Preface
Goal: Getting to know statistical properties, using python library step by step.
Why are we even doing this?
We should know the statistical concept, before wrestling with a statistical model using worksheet formula. Understanding what the mean, variance, skewness, and their rowdy cousins really do helps us, in debugging more effectively, when something goes wrong in our calculation.
Here’s the usual path:
- Understand the equation.
- Implement it in a spreadsheet.
- Rebuild it in Python like a proper data monk.
- Use it for slick plots, automation, or feeding it into AI models.
We’re not just learning stats. We’re learning how to weaponize stats with tools like, pandas, numpy, and scipy. One property at a time.
From equation, and statistic model in worksheet. we can step further to implement the model in scripting. This way we can go further with automation, nice visualization, and combine with other technologies.
Manual Calculation
Doing it the hard way, so Python doesn’t have to.
Before we let libraries like scipy do all the heavy lifting, it’s important to know what they’re actually doing under the hood. Think of this as the “manual transmission” part of statistical driving. We’ll understand the gears better before hitting the cruise control.
We can summarize all manual calculation of, statistic properties from previous worksheet with python:
Python Source
All the Python sorcery we’re about to walk through lives here:
Data Source
We’ve moved past hardcoded numbers. Let’s be civilized and use a CSV:
What’s inside?
A sweet little dataset with x_observed
and y_observed
pairs.
x,y
0,5
1,12
2,25
3,44
4,69
5,100
6,137
7,180
8,229
9,284
10,345
11,412
12,485
Loading Data Series
First, we politely invite the data into memory:
import numpy as np
# Getting Matrix Values
pairCSV = np.genfromtxt("50-samples.csv",
skip_header=1, delimiter=",", dtype=float)

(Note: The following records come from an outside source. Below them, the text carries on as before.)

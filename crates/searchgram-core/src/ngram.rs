use crate::error::{SearchgramError, SgResult};
use crate::schema::Record;
use crate::util::safe_ratio;
use fnv::FnvHashMap;
use itertools::Itertools;
use rayon::prelude::*;
use serde::{Deserialize, Serialize};
use tracing::debug;

/// Additive metrics summed over every occurrence of an n-gram.
#[derive(Debug, Clone, Copy, Default, PartialEq, Serialize, Deserialize)]
pub struct MetricTotals {
    pub cost: f64,
    pub conversions: f64,
    pub value: f64,
    pub clicks: f64,
    pub imps: f64,
    /// Number of contributions (a term repeating the n-gram counts each time).
    pub count: u64,
}

impl MetricTotals {
    #[inline(always)]
    pub fn add_record(&mut self, record: &Record) {
        self.cost += record.cost;
        self.conversions += record.conversions;
        self.value += record.value;
        self.clicks += record.clicks;
        self.imps += record.imps;
        self.count += 1;
    }
}

/// Ratio KPIs. Each is 0 when its denominator is 0.
#[derive(Debug, Clone, Copy, Default, PartialEq, Serialize, Deserialize)]
pub struct Kpis {
    pub cpa: f64,
    pub roas: f64,
    pub cpc: f64,
    pub ctr: f64,
}

impl Kpis {
    pub fn from_totals(t: &MetricTotals) -> Self {
        Self {
            cpa: safe_ratio(t.cost, t.conversions),
            roas: safe_ratio(t.value, t.cost),
            cpc: safe_ratio(t.cost, t.clicks),
            ctr: safe_ratio(t.clicks, t.imps) * 100.0,
        }
    }
}

/// One row of an n-gram table.
///
/// Built only from final totals via [`NGramEntry::from_totals`], so the KPI
/// columns always agree with the sums next to them.
#[derive(Debug, Clone, PartialEq, Serialize, Deserialize)]
pub struct NGramEntry {
    pub ngram: String,
    pub cost: f64,
    pub conversions: f64,
    pub value: f64,
    pub clicks: f64,
    pub imps: f64,
    pub count: u64,
    pub cpa: f64,
    pub roas: f64,
    pub cpc: f64,
    pub ctr: f64,
}

impl NGramEntry {
    pub fn from_totals(ngram: String, totals: MetricTotals) -> Self {
        let kpis = Kpis::from_totals(&totals);
        Self {
            ngram,
            cost: totals.cost,
            conversions: totals.conversions,
            value: totals.value,
            clicks: totals.clicks,
            imps: totals.imps,
            count: totals.count,
            cpa: kpis.cpa,
            roas: kpis.roas,
            cpc: kpis.cpc,
            ctr: kpis.ctr,
        }
    }

    pub fn totals(&self) -> MetricTotals {
        MetricTotals {
            cost: self.cost,
            conversions: self.conversions,
            value: self.value,
            clicks: self.clicks,
            imps: self.imps,
            count: self.count,
        }
    }

    pub fn kpis(&self) -> Kpis {
        Kpis {
            cpa: self.cpa,
            roas: self.roas,
            cpc: self.cpc,
            ctr: self.ctr,
        }
    }

    /// Spent money, never converted.
    pub fn is_waste(&self) -> bool {
        self.cost > 0.0 && self.conversions == 0.0
    }
}

/// All entries for one n-gram length.
#[derive(Debug, Clone, PartialEq, Serialize, Deserialize)]
pub struct NGramTable {
    pub n: usize,
    pub entries: Vec<NGramEntry>,
}

impl NGramTable {
    pub fn find(&self, ngram: &str) -> Option<&NGramEntry> {
        self.entries.iter().find(|e| e.ngram == ngram)
    }
}

/// Lowercases a search term and splits it on whitespace.
pub fn tokenize(term: &str) -> Vec<String> {
    term.to_lowercase()
        .split_whitespace()
        .map(str::to_owned)
        .collect()
}

/// The `w - n + 1` space-joined windows of a tokenized term, left to right.
/// Empty when there are fewer than `n` words or `n` is 0.
pub fn windows(words: &[String], n: usize) -> impl Iterator<Item = String> + '_ {
    let len = if n == 0 { 0 } else { words.len() };
    words[..len].windows(n.max(1)).map(|w| w.iter().join(" "))
}

/// Builds the n-gram table for one length from the full record set.
///
/// Every call owns a fresh accumulator, so calls for different `n` (or
/// different inputs) are independent. Work is linear in the total word count.
pub fn aggregate(records: &[Record], n: usize) -> SgResult<Vec<NGramEntry>> {
    if n == 0 {
        return Err(SearchgramError::Validation(
            "N-gram length must be at least 1".to_string(),
        ));
    }

    let mut acc: FnvHashMap<String, MetricTotals> = FnvHashMap::default();
    let mut count = 0usize;

    for record in records {
        let words = tokenize(&record.term);
        for key in windows(&words, n) {
            acc.entry(key).or_default().add_record(record);
            count += 1;
        }
    }

    debug!(
        "{}-grams: {} windows from {} records -> {} distinct",
        n,
        count,
        records.len(),
        acc.len()
    );

    Ok(acc
        .into_iter()
        .map(|(ngram, totals)| NGramEntry::from_totals(ngram, totals))
        .collect())
}

/// Runs [`aggregate`] once per requested length, in parallel, over the same
/// read-only records. Tables come back in the order of `sizes`.
pub fn aggregate_sizes(records: &[Record], sizes: &[usize]) -> SgResult<Vec<NGramTable>> {
    sizes
        .par_iter()
        .map(|&n| aggregate(records, n).map(|entries| NGramTable { n, entries }))
        .collect()
}

#[cfg(test)]
mod tests {
    use super::*;

    #[test]
    fn test_kpis_zero_guards() {
        let totals = MetricTotals::default();
        let k = Kpis::from_totals(&totals);
        assert_eq!(k, Kpis::default());
    }

    #[test]
    fn test_kpis_formulas() {
        let totals = MetricTotals {
            cost: 15.0,
            conversions: 3.0,
            value: 30.0,
            clicks: 5.0,
            imps: 200.0,
            count: 2,
        };
        let k = Kpis::from_totals(&totals);
        assert_eq!(k.cpa, 5.0);
        assert_eq!(k.roas, 2.0);
        assert_eq!(k.cpc, 3.0);
        assert_eq!(k.ctr, 2.5);
    }

    #[test]
    fn test_windows_join_tokens() {
        let keys = |term: &str, n| windows(&tokenize(term), n).collect::<Vec<_>>();
        assert_eq!(keys("Buy Red  Shoes", 2), vec!["buy red", "red shoes"]);
        assert_eq!(keys("shoes", 2), Vec::<String>::new());
        assert_eq!(keys("   ", 1), Vec::<String>::new());
        assert_eq!(keys("a b", 0), Vec::<String>::new());
    }

    #[test]
    fn test_aggregate_keys_match_windows() {
        let records = vec![
            Record::new("Buy RED shoes".to_string()),
            Record::new("red shoes".to_string()),
        ];
        let mut got: Vec<_> = aggregate(&records, 2)
            .unwrap()
            .into_iter()
            .map(|e| (e.ngram, e.count))
            .collect();
        got.sort();

        let mut expected: Vec<_> = records
            .iter()
            .flat_map(|r| windows(&tokenize(&r.term), 2).collect::<Vec<_>>())
            .collect();
        expected.sort();
        expected.dedup();

        assert_eq!(got, vec![("buy red".to_string(), 1), ("red shoes".to_string(), 2)]);
        assert_eq!(got.iter().map(|(k, _)| k.clone()).collect::<Vec<_>>(), expected);
    }

    #[test]
    fn test_entry_round_trips_totals() {
        let totals = MetricTotals {
            cost: 4.0,
            conversions: 0.0,
            value: 0.0,
            clicks: 2.0,
            imps: 0.0,
            count: 1,
        };
        let e = NGramEntry::from_totals("cheap".to_string(), totals);
        assert_eq!(e.totals(), totals);
        assert_eq!(e.kpis(), Kpis::from_totals(&totals));
        assert!(e.is_waste());
    }
}
pub mod analysis;
pub mod config;
pub mod consts;
pub mod error;
pub mod export;
pub mod loader;
pub mod ngram;
pub mod schema;
pub mod summary;
pub mod util;

// Re-export the engine entry points so callers can use searchgram_core::*
pub use self::loader::{normalize, ReportLoader};
pub use self::ngram::{aggregate, aggregate_sizes, NGramEntry, NGramTable};
pub use self::schema::{Column, Record, RecordSet};
pub use self::summary::AccountSummary;
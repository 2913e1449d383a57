use clap::{CommandFactory, FromArgMatches, Parser, Subcommand};
use searchgram_core::config::Config;
use searchgram_core::error::SearchgramError;
use searchgram_core::loader::ReportLoader;
use searchgram_core::util::fingerprint;
use std::fs;
use std::process;
use tracing::{error, info};
use tracing_subscriber::EnvFilter;

mod cmd;
mod reports;

#[derive(Parser, Debug)]
#[command(author, version, about = "Search query n-gram auditor for Google Ads search terms reports", long_about = None)]
struct Cli {
    #[command(subcommand)]
    command: Commands,

    /// Search terms report exported from Google Ads (CSV)
    #[arg(global = true, short, long, default_value = "data/search_terms.csv")]
    input: String,

    /// JSON file with loader/report settings; explicit flags still win
    #[arg(global = true, long = "config")]
    config_file: Option<String>,

    #[arg(global = true, long, default_value_t = false)]
    debug: bool,
}

#[derive(Subcommand, Debug)]
enum Commands {
    /// Account summary and the words burning budget without conversions
    Audit(cmd::audit::AuditArgs),
    /// Performance tables per n-gram length
    Explore(cmd::explore::ExploreArgs),
    /// Write the n-gram tables to disk
    Export(cmd::export::ExportArgs),
}

fn main() {
    let matches = Cli::command().get_matches();
    let cli = Cli::from_arg_matches(&matches).unwrap_or_else(|e| e.exit());

    // --debug wins over RUST_LOG; otherwise RUST_LOG, falling back to info
    let filter = if cli.debug {
        EnvFilter::new("debug")
    } else {
        EnvFilter::try_from_default_env().unwrap_or_else(|_| EnvFilter::new("info"))
    };

    tracing_subscriber::fmt()
        .with_env_filter(filter)
        .with_writer(std::io::stderr)
        .init();

    let (cli_config, sub_name) = match &cli.command {
        Commands::Audit(args) => (&args.config, "audit"),
        Commands::Explore(args) => (&args.config, "explore"),
        Commands::Export(args) => (&args.config, "export"),
    };

    let config = match &cli.config_file {
        Some(path) => {
            info!("⚙️  Loading settings from: {}", path);
            let mut file_config = Config::load_from_file(path).unwrap_or_else(|e| {
                error!("❌ Could not load settings '{}': {}", path, e);
                process::exit(1);
            });
            if let Some(sub_matches) = matches.subcommand_matches(sub_name) {
                file_config.merge_from_cli(cli_config, sub_matches);
            }
            file_config
        }
        None => cli_config.clone(),
    };

    let dataset = load_dataset(&cli.input, &config).unwrap_or_else(|e| {
        if e.is_unreadable() {
            error!("❌ Error reading file. Please make sure it's the standard Google Ads Search Terms CSV.");
        }
        error!("   {}", e);
        process::exit(1);
    });

    let result = match cli.command {
        Commands::Audit(args) => cmd::audit::run(&args, &config, &dataset),
        Commands::Explore(_) => cmd::explore::run(&config, &dataset),
        Commands::Export(args) => cmd::export::run(&args, &config, &dataset),
    };

    if let Err(e) = result {
        error!("❌ {}", e);
        process::exit(1);
    }
}

fn load_dataset(path: &str, config: &Config) -> Result<cmd::Dataset, SearchgramError> {
    let loader = ReportLoader::from_config(&config.loader)?;

    info!("📂 Loading report: {}", path);
    let raw = fs::read(path)?;
    let records = loader.load_from_bytes(&raw)?;

    if records.is_empty() {
        return Err(SearchgramError::Validation(
            "report contains no search terms".to_string(),
        ));
    }

    Ok(cmd::Dataset {
        records,
        fingerprint: fingerprint(&raw),
    })
}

# Extract x and y values from CSV data
x_values = pairCSV[:, 0]
y_values = pairCSV[:, 1]
Garbage in, garbage out. Always know how our data is being loaded.
Basic Properties
Time to warm up with some classic stats:
# Number of data points
n = len(x_observed)
# Calculate sums
x_sum = np.sum(x_observed)
y_sum = np.sum(y_observed)
# Calculate means
x_mean = np.mean(x_observed)
y_mean = np.mean(y_observed)
# Output of basic properties
print(f'{f"n":10s} = {n:4d}')
print(f'∑x (total) = {x_sum:7.2f}')
print(f'∑y (total) = {y_sum:7.2f}')
print(f'x̄ (mean) = {x_mean:7.2f}')
print(f'ȳ (mean) = {y_mean:7.2f}')
print()
These are the building blocks. Like knowing the flour, sugar, and eggs before we bake a regression cake.
Deviations
Now we look at how each point misbehaves compared to the average. Deviations are the rebels of our dataset, with the least square coefficient:
# Calculate deviations
x_deviation = x_observed - x_mean
y_deviation = y_observed - y_mean
# Calculate squared deviations
x_sq_deviation = np.sum(x_deviation ** 2)

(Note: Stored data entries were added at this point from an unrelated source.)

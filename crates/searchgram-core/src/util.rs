use sha2::{Digest, Sha256};

/// Hex SHA-256 of an uploaded report, used to tie logs and exports to their source file.
pub fn fingerprint(bytes: &[u8]) -> String {
    let mut hasher = Sha256::new();
    hasher.update(bytes);
    hex::encode(hasher.finalize())
}

/// Ratio that collapses to 0 when the denominator is not positive.
#[inline(always)]
pub fn safe_ratio(numerator: f64, denominator: f64) -> f64 {
    if denominator > 0.0 {
        numerator / denominator
    } else {
        0.0
    }
}

#[cfg(test)]
mod tests {
    use super::*;

    #[test]
    fn test_fingerprint_is_stable() {
        let a = fingerprint(b"search term,cost\n");
        let b = fingerprint(b"search term,cost\n");
        assert_eq!(a, b);
        assert_eq!(a.len(), 64);
        assert_ne!(a, fingerprint(b"search term,cost\r\n"));
    }

    #[test]
    fn test_safe_ratio_guards_zero() {
        assert_eq!(safe_ratio(10.0, 0.0), 0.0);
        assert_eq!(safe_ratio(0.0, 0.0), 0.0);
        assert_eq!(safe_ratio(10.0, 4.0), 2.5);
    }
}
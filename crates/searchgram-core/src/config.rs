use crate::consts::{DEFAULT_HEADER_SKIP, DEFAULT_MIN_CLICKS, DEFAULT_TOP_WASTE};
use crate::error::{SearchgramError, SgResult};
use clap::{parser::ValueSource, ArgMatches, Args};
use serde::{Deserialize, Serialize};
use std::fs;
use std::path::Path;

#[derive(Args, Debug, Clone, Serialize, Deserialize, Default)]
#[serde(default)]
pub struct Config {
    #[command(flatten)]
    pub loader: LoaderConfig,
    #[command(flatten)]
    pub report: ReportConfig,
}

/// How the loader treats a numeric cell that is still unparseable after
/// currency and separator stripping.
#[derive(Debug, Clone, Copy, PartialEq, Eq, Default, Serialize, Deserialize)]
#[serde(rename_all = "lowercase")]
pub enum NumericPolicy {
    /// Bad cells become 0. Never blocks a report on one cell.
    #[default]
    Coerce,
    /// Bad cells fail the load with a validation error.
    Strict,
}

#[derive(Args, Debug, Clone, Serialize, Deserialize)]
#[serde(default)]
pub struct LoaderConfig {
    /// Physical lines to discard before the header row.
    #[arg(long, default_value_t = DEFAULT_HEADER_SKIP)]
    pub header_skip: usize,
    #[arg(long, default_value_t = ',')]
    pub delimiter: char,
    /// Reject unparseable numeric cells instead of zeroing them.
    #[arg(long, default_value_t = false)]
    pub strict_numbers: bool,
}

impl Default for LoaderConfig {
    fn default() -> Self {
        Self {
            header_skip: DEFAULT_HEADER_SKIP,
            delimiter: ',',
            strict_numbers: false,
        }
    }
}

impl LoaderConfig {
    pub fn numeric_policy(&self) -> NumericPolicy {
        if self.strict_numbers {
            NumericPolicy::Strict
        } else {
            NumericPolicy::Coerce
        }
    }

    pub fn delimiter_byte(&self) -> SgResult<u8> {
        if self.delimiter.is_ascii() {
            Ok(self.delimiter as u8)
        } else {
            Err(SearchgramError::Config(format!(
                "Delimiter '{}' must be a single ASCII character",
                self.delimiter
            )))
        }
    }
}

#[derive(Args, Debug, Clone, Serialize, Deserialize)]
#[serde(default)]
pub struct ReportConfig {
    /// Comma separated n-gram lengths, e.g. "1,2,3".
    #[arg(long, default_value = "1,2,3")]
    pub ngram_sizes: String,
    #[arg(long, default_value_t = DEFAULT_MIN_CLICKS)]
    pub min_clicks: f64,
    #[arg(long, default_value_t = DEFAULT_TOP_WASTE)]
    pub top_waste: usize,
    #[arg(long, default_value_t = 50)]
    pub max_rows: usize,
}

impl Default for ReportConfig {
    fn default() -> Self {
        Self {
            ngram_sizes: "1,2,3".to_string(),
            min_clicks: DEFAULT_MIN_CLICKS,
            top_waste: DEFAULT_TOP_WASTE,
            max_rows: 50,
        }
    }
}

impl ReportConfig {
    pub fn get_ngram_sizes(&self) -> SgResult<Vec<usize>> {
        let mut sizes = Vec::new();
        for part in self.ngram_sizes.split(',') {
            let part = part.trim();
            if part.is_empty() {
                continue;
            }
            let n: usize = part.parse().map_err(|_| {
                SearchgramError::Config(format!("Invalid n-gram size '{}' in --ngram-sizes", part))
            })?;
            if n == 0 {
                return Err(SearchgramError::Config(
                    "N-gram sizes must be positive".to_string(),
                ));
            }
            if !sizes.contains(&n) {
                sizes.push(n);
            }
        }
        if sizes.is_empty() {
            return Err(SearchgramError::Config(
                "--ngram-sizes requires at least one value".to_string(),
            ));
        }
        Ok(sizes)
    }
}

impl Config {
    pub fn load_from_file<P: AsRef<Path>>(path: P) -> SgResult<Self> {
        let content = fs::read_to_string(path)?;
        Ok(serde_json::from_str(&content)?)
    }

    /// Copies onto `self` only the options the user typed on the command line,
    /// so a JSON config keeps every value the CLI left at its default.
    pub fn merge_from_cli(&mut self, cli: &Config, matches: &ArgMatches) {
        macro_rules! update_if_present {
            ($section:ident . $field:ident) => {
                if matches.value_source(stringify!($field)) == Some(ValueSource::CommandLine) {
                    self.$section.$field = cli.$section.$field.clone();
                }
            };
        }

        update_if_present!(loader.header_skip);
        update_if_present!(loader.delimiter);
        update_if_present!(loader.strict_numbers);

        update_if_present!(report.ngram_sizes);
        update_if_present!(report.min_clicks);
        update_if_present!(report.top_waste);
        update_if_present!(report.max_rows);
    }
}
use super::Dataset;
use crate::reports;
use clap::Args;
use searchgram_core::analysis::{explore, filter_min_clicks};
use searchgram_core::config::Config;
use searchgram_core::error::SgResult;
use searchgram_core::ngram::aggregate_sizes;

#[derive(Args, Debug, Clone)]
pub struct ExploreArgs {
    #[command(flatten)]
    pub config: Config,
}

pub fn run(config: &Config, data: &Dataset) -> SgResult<()> {
    let sizes = config.report.get_ngram_sizes()?;
    let tables = aggregate_sizes(&data.records.records, &sizes)?;
    let min_clicks = config.report.min_clicks;

    println!("\n🏆 === PERFORMANCE BY PHRASE === 🏆");
    for table in &tables {
        let matching = filter_min_clicks(&table.entries, min_clicks).len();
        let rows = explore(&table.entries, min_clicks, config.report.max_rows);
        reports::print_ngram_table(table.n, &rows, matching, min_clicks);
    }
    Ok(())
}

y_sq_deviation = np.sum(x_deviation ** 2)
# Calculate cross-deviation
xy_cross_deviation = np.sum(x_deviation * y_deviation)
# Calculate slope (m) and intercept (b)
m_slope = xy_cross_deviation / x_sq_deviation
b_intercept = y_mean - m_slope * x_mean
Now let’s print our slope-intercept poetry, in terminal.
# Output of least square calculation
print(f'∑(xᵢ-x̄) = {np.sum(x_deviation):9.2f}')
print(f'∑(yᵢ-ȳ) = {np.sum(y_deviation):9.2f}')
print(f'∑(xᵢ-x̄)² = {x_sq_deviation:9.2f}')
print(f'∑(yᵢ-ȳ)² = {y_sq_deviation:9.2f}')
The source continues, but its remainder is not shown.